Internal and surface subpopulations of the major surface protease (MSP) of Leishmania chagasi.

Major surface protease (MSP) facilitates Leishmania promastigote evasion of complement-mediated lysis in the mammalian host and enhances host macrophage phagocytosis of the promastigotes. We previously showed that the steady-state abundance of MSP protein increases 14-fold during in vitro cultivation of L. chagasi promastigotes from logarithmic to stationary phase, despite the fact that the total amount of MSP mRNA does not increase. Furthermore, 10 major MSP isoforms are differentially expressed in different promastigote growth phases, and attenuation of parasites by long-term in vitro cultivation influences MSP isoform expression.

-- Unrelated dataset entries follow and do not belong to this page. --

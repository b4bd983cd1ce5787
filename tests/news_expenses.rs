#[cfg(test)]
mod tests {
    use backoffice::db::expenses::{ExpenseInput, Expenses};
    use backoffice::db::local::LocalStore;
    use backoffice::db::news::{ArticleEdit, ArticleInput, News, DEFAULT_CATEGORY};
    use chrono::{DateTime, Duration, TimeZone, Utc};
    use tempfile::TempDir;
    use test_context::{test_context, AsyncTestContext};

    struct ContentTestContext {
        _temp_dir: TempDir,
        store: LocalStore,
        now: DateTime<Utc>,
    }

    impl AsyncTestContext for ContentTestContext {
        async fn setup() -> Self {
            let temp_dir = tempfile::tempdir().unwrap();
            let store = LocalStore::open(&temp_dir.path().join("backoffice.db")).unwrap();
            ContentTestContext {
                _temp_dir: temp_dir,
                store,
                now: Utc.with_ymd_and_hms(2026, 10, 16, 9, 30, 0).unwrap(),
            }
        }
    }

    fn article(title: &str) -> ArticleInput {
        ArticleInput {
            title: title.to_string(),
            summary: None,
            body: format!("{} body text", title),
            category: None,
        }
    }

    fn cost(month: &str, category: &str, amount: f64) -> ExpenseInput {
        ExpenseInput {
            month: month.to_string(),
            category: category.to_string(),
            amount,
            description: None,
        }
    }

    #[test_context(ContentTestContext)]
    #[tokio::test]
    async fn test_drafts_start_unpublished(ctx: &mut ContentTestContext) {
        let news = News::new(&ctx.store);
        let draft = news.draft(&article("Office move"), None, ctx.now).await.unwrap();

        assert!(!draft.is_published);
        assert!(draft.published_at.is_none());
        assert_eq!(draft.category, DEFAULT_CATEGORY);
        assert!(news.list(true).await.unwrap().is_empty());
        assert_eq!(news.list(false).await.unwrap().len(), 1);
    }

    #[test_context(ContentTestContext)]
    #[tokio::test]
    async fn test_publish_and_unpublish(ctx: &mut ContentTestContext) {
        let news = News::new(&ctx.store);
        let id = news.draft(&article("Holiday party"), None, ctx.now).await.unwrap().id.unwrap();
        let later = ctx.now + Duration::hours(2);

        let published = news.publish(id, later).await.unwrap();
        assert!(published.is_published);
        assert_eq!(published.published_at, Some(later));

        let visible = news.list(true).await.unwrap();
        assert_eq!(visible.len(), 1);
        assert_eq!(visible[0].published_at, Some(later));

        news.unpublish(id, later + Duration::hours(1)).await.unwrap();
        let stored = news.get(id).await.unwrap().unwrap();
        assert!(!stored.is_published);
        assert!(stored.published_at.is_none());
        assert!(news.list(true).await.unwrap().is_empty());
    }

    #[test_context(ContentTestContext)]
    #[tokio::test]
    async fn test_edit_keeps_untouched_fields(ctx: &mut ContentTestContext) {
        let news = News::new(&ctx.store);
        let id = news.draft(&article("Q3 results"), None, ctx.now).await.unwrap().id.unwrap();

        let edit = ArticleEdit {
            title: Some("Q3 results are in".to_string()),
            category: Some("company".to_string()),
            ..Default::default()
        };
        news.update(id, &edit, ctx.now + Duration::minutes(5)).await.unwrap();

        let stored = news.get(id).await.unwrap().unwrap();
        assert_eq!(stored.title, "Q3 results are in");
        assert_eq!(stored.body, "Q3 results body text");
        assert_eq!(stored.category, "company");
        assert_eq!(stored.updated_at, ctx.now + Duration::minutes(5));

        let blank = ArticleEdit {
            body: Some("   ".to_string()),
            ..Default::default()
        };
        assert!(news.update(id, &blank, ctx.now).await.is_err());
    }

    #[test_context(ContentTestContext)]
    #[tokio::test]
    async fn test_article_delete(ctx: &mut ContentTestContext) {
        let news = News::new(&ctx.store);
        let id = news.draft(&article("Parking"), None, ctx.now).await.unwrap().id.unwrap();

        news.delete(id).await.unwrap();
        assert!(news.get(id).await.unwrap().is_none());
        assert!(news.delete(id).await.is_err());
        assert!(news.publish(id, ctx.now).await.is_err());
    }

    #[test_context(ContentTestContext)]
    #[tokio::test]
    async fn test_expense_input_is_validated(ctx: &mut ContentTestContext) {
        let expenses = Expenses::new(&ctx.store);

        assert!(expenses.add(&cost("Oct 2026", "rent", 10.0), None).await.is_err());
        assert!(expenses.add(&cost("2026-10", "rent", 0.0), None).await.is_err());
        assert!(expenses.add(&cost("2026-10", " ", 10.0), None).await.is_err());

        let saved = expenses.add(&cost("2026-10", " rent ", 1200.0), None).await.unwrap();
        assert_eq!(saved.category, "rent");
        assert!(saved.id.is_some());
    }

    #[test_context(ContentTestContext)]
    #[tokio::test]
    async fn test_monthly_summary(ctx: &mut ContentTestContext) {
        let expenses = Expenses::new(&ctx.store);
        expenses.add(&cost("2026-10", "software", 200.0), None).await.unwrap();
        expenses.add(&cost("2026-10", "rent", 1200.0), None).await.unwrap();
        expenses.add(&cost("2026-10", "software", 150.0), None).await.unwrap();
        expenses.add(&cost("2026-09", "rent", 1100.0), None).await.unwrap();

        let summary = expenses.summary("2026-10").await.unwrap();
        assert_eq!(summary.total, 1550.0);
        assert_eq!(
            summary.by_category,
            vec![("rent".to_string(), 1200.0), ("software".to_string(), 350.0)]
        );

        let september = expenses.list("2026-09").await.unwrap();
        assert_eq!(september.len(), 1);
        expenses.delete(september[0].id.unwrap()).await.unwrap();
        assert_eq!(expenses.summary("2026-09").await.unwrap().total, 0.0);
        assert!(expenses.delete(september[0].id.unwrap()).await.is_err());
    }
}
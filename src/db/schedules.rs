use super::schema::COMPANY_SCHEDULES;
use crate::api::{Backend, Filter, Query};
use crate::libs::messages::Message;
use crate::libs::validation::{self, ValidationError};
use crate::msg_bail_anyhow;
use anyhow::Result;
use chrono::{NaiveDate, NaiveDateTime};
use serde::{Deserialize, Serialize};

pub const DEFAULT_CATEGORY: &str = "meeting";

#[derive(Serialize, Deserialize, Clone, Debug, PartialEq)]
pub struct Schedule {
    #[serde(default, skip_serializing_if = "Option::is_none")]
    pub id: Option<i64>,
    pub title: String,
    #[serde(default)]
    pub description: Option<String>,
    pub category: String,
    pub start_at: NaiveDateTime,
    pub end_at: NaiveDateTime,
    #[serde(default)]
    pub location: Option<String>,
    #[serde(default)]
    pub created_by: Option<i64>,
}

impl Schedule {
    /// Days of `[from, to)` the event touches.
    pub fn days_within(&self, from: NaiveDate, to: NaiveDate) -> Vec<NaiveDate> {
        let first = self.start_at.date().max(from);
        let last = self.end_at.date();
        first.iter_days().take_while(|d| *d <= last && *d < to).collect()
    }
}

#[derive(Debug, Clone, Default)]
pub struct ScheduleInput {
    pub title: String,
    pub description: Option<String>,
    pub category: Option<String>,
    pub start_at: String,
    pub end_at: Option<String>,
    pub location: Option<String>,
}

impl ScheduleInput {
    /// An omitted end means the event ends when it starts.
    pub fn validate(&self, created_by: Option<i64>) -> Result<Schedule, ValidationError> {
        let start_at = validation::datetime("start_at", &self.start_at)?;
        let end_at = match &self.end_at {
            Some(end) => validation::not_before("end_at", start_at, validation::datetime("end_at", end)?)?,
            None => start_at,
        };
        Ok(Schedule {
            id: None,
            title: validation::required("title", &self.title)?,
            description: validation::optional(self.description.as_deref()),
            category: validation::optional(self.category.as_deref()).unwrap_or_else(|| DEFAULT_CATEGORY.to_string()),
            start_at,
            end_at,
            location: validation::optional(self.location.as_deref()),
            created_by,
        })
    }
}

#[derive(Debug, Clone, Default)]
pub struct ScheduleEdit {
    pub title: Option<String>,
    pub description: Option<String>,
    pub category: Option<String>,
    pub start_at: Option<String>,
    pub end_at: Option<String>,
    pub location: Option<String>,
}

pub struct Schedules<'a, B: Backend> {
    backend: &'a B,
}

impl<'a, B: Backend> Schedules<'a, B> {
    pub fn new(backend: &'a B) -> Self {
        Self { backend }
    }

    pub async fn add(&self, input: &ScheduleInput, created_by: Option<i64>) -> Result<Schedule> {
        let schedule = input.validate(created_by)?;
        Ok(self.backend.create(COMPANY_SCHEDULES, &schedule).await?)
    }

    pub async fn get(&self, id: i64) -> Result<Option<Schedule>> {
        Ok(self.backend.fetch_one(Query::table(COMPANY_SCHEDULES).filter(Filter::eq("id", id))).await?)
    }

    /// Events overlapping the month starting at `first`.
    pub async fn list_month(&self, first: NaiveDate) -> Result<Vec<Schedule>> {
        let next = validation::next_month(first);
        let query = Query::table(COMPANY_SCHEDULES)
            .filter(Filter::lt("start_at", timestamp(next)))
            .filter(Filter::gte("end_at", timestamp(first)))
            .order_asc("start_at");
        Ok(self.backend.fetch(&query).await?)
    }

    pub async fn list(&self, month: &str) -> Result<Vec<Schedule>> {
        let month = validation::month("month", month)?;
        let Some(first) = validation::first_day_of_month(&month) else {
            msg_bail_anyhow!(Message::InvalidMonth(month));
        };
        self.list_month(first).await
    }

    /// Events that have not ended yet, soonest first.
    pub async fn upcoming(&self, now: NaiveDateTime, limit: usize) -> Result<Vec<Schedule>> {
        let query = Query::table(COMPANY_SCHEDULES)
            .filter(Filter::gte("end_at", now.format("%Y-%m-%dT%H:%M:%S").to_string()))
            .order_asc("start_at")
            .limit(limit);
        Ok(self.backend.fetch(&query).await?)
    }

    pub async fn update(&self, id: i64, edit: &ScheduleEdit) -> Result<Schedule> {
        let Some(current) = self.get(id).await? else {
            msg_bail_anyhow!(Message::ScheduleNotFound(id));
        };
        let input = ScheduleInput {
            title: edit.title.clone().unwrap_or(current.title),
            description: edit.description.clone().or(current.description),
            category: edit.category.clone().or(Some(current.category)),
            start_at: edit.start_at.clone().unwrap_or_else(|| current.start_at.to_string()),
            end_at: edit.end_at.clone().or_else(|| Some(current.end_at.to_string())),
            location: edit.location.clone().or(current.location),
        };
        let mut updated = input.validate(current.created_by)?;
        let patch = serde_json::to_value(&updated)?;
        self.backend.update(COMPANY_SCHEDULES, &[Filter::eq("id", id)], patch).await?;
        updated.id = Some(id);
        Ok(updated)
    }

    pub async fn delete(&self, id: i64) -> Result<()> {
        if self.backend.delete(COMPANY_SCHEDULES, &[Filter::eq("id", id)]).await? == 0 {
            msg_bail_anyhow!(Message::ScheduleNotFound(id));
        }
        Ok(())
    }
}

/// Midnight in the serialized `NaiveDateTime` form, so text comparison matches stored rows.
pub(crate) fn timestamp(date: NaiveDate) -> String {
    format!("{}T00:00:00", date)
}
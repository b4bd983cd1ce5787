use super::app::{confirm, current_month, App};
use crate::db::expenses::{ExpenseInput, Expenses};
use crate::libs::formatter::format_amount;
use crate::libs::messages::Message;
use crate::libs::role::Manager;
use crate::libs::view::View;
use crate::{msg_info, msg_print, msg_success};
use anyhow::Result;
use clap::{Args, Subcommand};

#[derive(Debug, Args)]
pub struct ExpenseArgs {
    #[command(subcommand)]
    command: Option<ExpenseCommand>,
}

#[derive(Debug, Subcommand)]
enum ExpenseCommand {
    /// Expenses of a month
    List {
        #[arg(long)]
        month: Option<String>,
    },
    /// Record an expense
    Add {
        category: String,
        amount: f64,
        #[arg(long)]
        month: Option<String>,
        #[arg(short, long)]
        description: Option<String>,
    },
    /// Remove an expense
    Delete {
        id: i64,
        #[arg(short, long)]
        yes: bool,
    },
    /// Totals per category
    Summary {
        #[arg(long)]
        month: Option<String>,
    },
}

pub async fn cmd(args: ExpenseArgs) -> Result<()> {
    let mut app = App::load()?;
    let user = app.require_executive(Manager::Expenses)?;
    let expenses = Expenses::new(app.db());

    match args.command.unwrap_or(ExpenseCommand::List { month: None }) {
        ExpenseCommand::List { month } => {
            let month = month.unwrap_or_else(current_month);
            let rows = expenses.list(&month).await?;
            if rows.is_empty() {
                msg_info!(Message::NoExpenses(month));
                return Ok(());
            }
            msg_print!(Message::ExpensesHeader(month), true);
            View::expenses(&rows)?;
        }
        ExpenseCommand::Add {
            category,
            amount,
            month,
            description,
        } => {
            let input = ExpenseInput {
                month: month.unwrap_or_else(current_month),
                category,
                amount,
                description,
            };
            let expense = expenses.add(&input, user.member_id()).await?;
            msg_success!(Message::ExpenseAdded(format_amount(expense.amount)));
        }
        ExpenseCommand::Delete { id, yes } => {
            if !yes && !confirm(&format!("expense {}", id))? {
                msg_info!(Message::OperationCancelled);
                return Ok(());
            }
            expenses.delete(id).await?;
            msg_success!(Message::ExpenseDeleted(id));
        }
        ExpenseCommand::Summary { month } => {
            let month = month.unwrap_or_else(current_month);
            let summary = expenses.summary(&month).await?;
            if summary.by_category.is_empty() {
                msg_info!(Message::NoExpenses(month));
                return Ok(());
            }
            msg_print!(Message::ExpensesHeader(month), true);
            View::expense_summary(&summary)?;
            msg_print!(Message::ExpenseTotal(summary.month.clone(), format_amount(summary.total)));
        }
    }
    Ok(())
}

Herein, we report that although about two-thirds of newly synthesized MSP becomes surface localized, the rest of the MSP does not reach the promastigote surface. This internal MSP is stable without detectable decrease in abundance up to 6 days after biosynthesis. Furthermore, surface-localized MSP is released at different rates from logarithmic and stationary phase virulent Leishmania promastigotes. These data are consistent with the hypothesis that the major mechanism regulating MSP abundance is the rate of loss of surface-localized MSP from the promastigote surface, and that internally localized MSP is very stable.